Although early evidence suggests that omicron is associated with mild disease, experts are concerned that rapid spread across India’s large population might overwhelm hospital resources. They say there is a need to protect at least the high-risk groups from severe disease.
“The likely benefits of boosters for at-risk populations greatly outweigh the costs,” Reddy said.
Sanjay Rai, professor of community medicine at the All India Institute of Medical Sciences, New Delhi, has questioned the decision to provide vaccines to adolescents aged 15 to 18 years.
“I am a great fan of PM Modi for his selfless service to (the) nation and taking right decisions at right time. But I am completely disappointed with his unscientific decision on children vaccination,” he tweeted early on Sunday.
Rai said there was no evidence yet for public health benefits arising out of vaccinating children. “A public health intervention such as vaccination has to have clear objectives — either to prevent infections or to avert severe disease,” Rai told this newspaper.
“We know from observations worldwide that the current vaccines do not prevent omicron infections,” he said.
“We also know that the incidence of severe disease is extremely low in this age group. Where is the evidence from India or elsewhere in the world that the risk-benefit ratio favours vaccines for children in this age group?”
Multiple countries — Australia, China, Japan, the UK and the US, among others — have introduced boosters for adults or vulnerable population groups. But vaccine experts say India’s unusually large proportion of people already infected with Covid-19 and its substantial vaccination coverage necessitates that decisions on boosters are taken with scientific evidence of public health gains.
The experts said that decisions on boosters need to be country-specific and vaccine-specific.
“For many Indians, their first vaccine doses served as their boosters,” said Jayaprakash Muliyil, a community medicine specialist and chair of the scientific advisory committee of the National Institute of Epidemiology, Chennai.
A nationwide survey by the Indian Council of Medical Research had suggested that by the time the country’s second wave was receding in early July, 67 per cent of the population had already been infected by Covid-19. Experts believe that over 80 per cent have been infected by now.
“Most people in India thus have acquired immunity against Covid-19, first from the virus and then from the vaccines,” Muliyil said. And in those who had infections after vaccination, the virus would have stimulated fresh immune responses.
While the rationale for boosters is based on observations of falling levels of vaccine-induced anti-viral antibodies in the blood, experts say the body may continue to fight Covid-19 through another arm of the immune system, called memory T-cells.
“Although we’re seeing a reduction in neutralising antibodies, almost all data show that T-cells remain intact. That is what we really require,” said Abdi Mahamud, a physician and an infection control specialist at the World Health Organisation.
“T-cells, the second pillar of an immune response, can prevent severe disease by attacking infected human cells.”
An immunologist said: “I can’t think of any country in a situation like ours — most people are already infected and over 60 per cent of our adults are fully vaccinated.”
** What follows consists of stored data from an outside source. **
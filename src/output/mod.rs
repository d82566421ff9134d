//! Persistence of harvested records.
//!
//! Output files double as completion markers: a job whose output exists is
//! skipped on the next run (see [`resume`]).

mod csv_sink;
mod html_capture;
pub mod jobs;
pub mod resume;

pub use csv_sink::{CsvAppendSink, CsvDirectorySink};
pub use html_capture::HtmlCapture;
pub use jobs::load_job_ids;
pub use resume::{filter_pending, ResumePlan};

use std::collections::HashSet;
use std::path::PathBuf;
use std::sync::Arc;

use async_trait::async_trait;
use thiserror::Error;

use crate::config::OutputTarget;
use crate::models::JobResult;

#[derive(Debug, Error)]
pub enum OutputError {
    #[error("I/O error on {path}: {source}")]
    Io {
        path: PathBuf,
        #[source]
        source: std::io::Error,
    },

    #[error("CSV error in {path}: {message}")]
    Csv { path: PathBuf, message: String },

    #[error("{path} has no '{column}' column")]
    MissingColumn { path: PathBuf, column: String },

    #[error("Could not encode {path}: {message}")]
    Encode { path: PathBuf, message: String },

    #[error("Invalid job id '{0}'")]
    InvalidJobId(String),
}

impl OutputError {
    pub(crate) fn io(path: impl Into<PathBuf>, source: std::io::Error) -> Self {
        OutputError::Io {
            path: path.into(),
            source,
        }
    }

    pub(crate) fn csv(path: impl Into<PathBuf>, e: impl std::fmt::Display) -> Self {
        OutputError::Csv {
            path: path.into(),
            message: e.to_string(),
        }
    }
}

/// Where completed jobs go.
#[async_trait]
pub trait RecordSink: Send + Sync {
    /// Ids of jobs whose output already exists.
    async fn completed_jobs(&self) -> Result<HashSet<String>, OutputError>;

    /// Persist every record of a job. Returns the file written to.
    async fn write_job(&self, result: &JobResult) -> Result<PathBuf, OutputError>;
}

/// Build the sink for an output target.
pub fn sink_for(target: &OutputTarget) -> Arc<dyn RecordSink> {
    match target {
        OutputTarget::Directory(dir) => Arc::new(CsvDirectorySink::new(dir.clone())),
        OutputTarget::Append(path) => Arc::new(CsvAppendSink::new(path.clone())),
    }
}

/// Job ids name output files, so they must be plain path components.
pub fn validate_job_id(job_id: &str) -> Result<(), OutputError> {
    let ok = !job_id.is_empty()
        && job_id != "."
        && job_id != ".."
        && !job_id.starts_with('.')
        && !job_id.contains(['/', '\\'])
        && !job_id.chars().any(char::is_control);
    if ok {
        Ok(())
    } else {
        Err(OutputError::InvalidJobId(job_id.to_string()))
    }
}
Scientists are hoping that this “hybrid immunity” — triggered by the combination of infections and vaccines — will help protect people from severe disease.
Health officials had said on Friday that scientific experts were reviewing data on immune responses as well as on hybrid immunity ahead of any decision on boosters.
While Covid-19 has also hit parts of Europe and North America hard, most people in those continents acquired immunity first from vaccines — not from Covid-19 infections.
Experts are also wondering which vaccines India would choose as boosters for whom, because clinical studies to find out whether boosting with the same vaccine or using a different vaccine is the more effective strategy are still going on.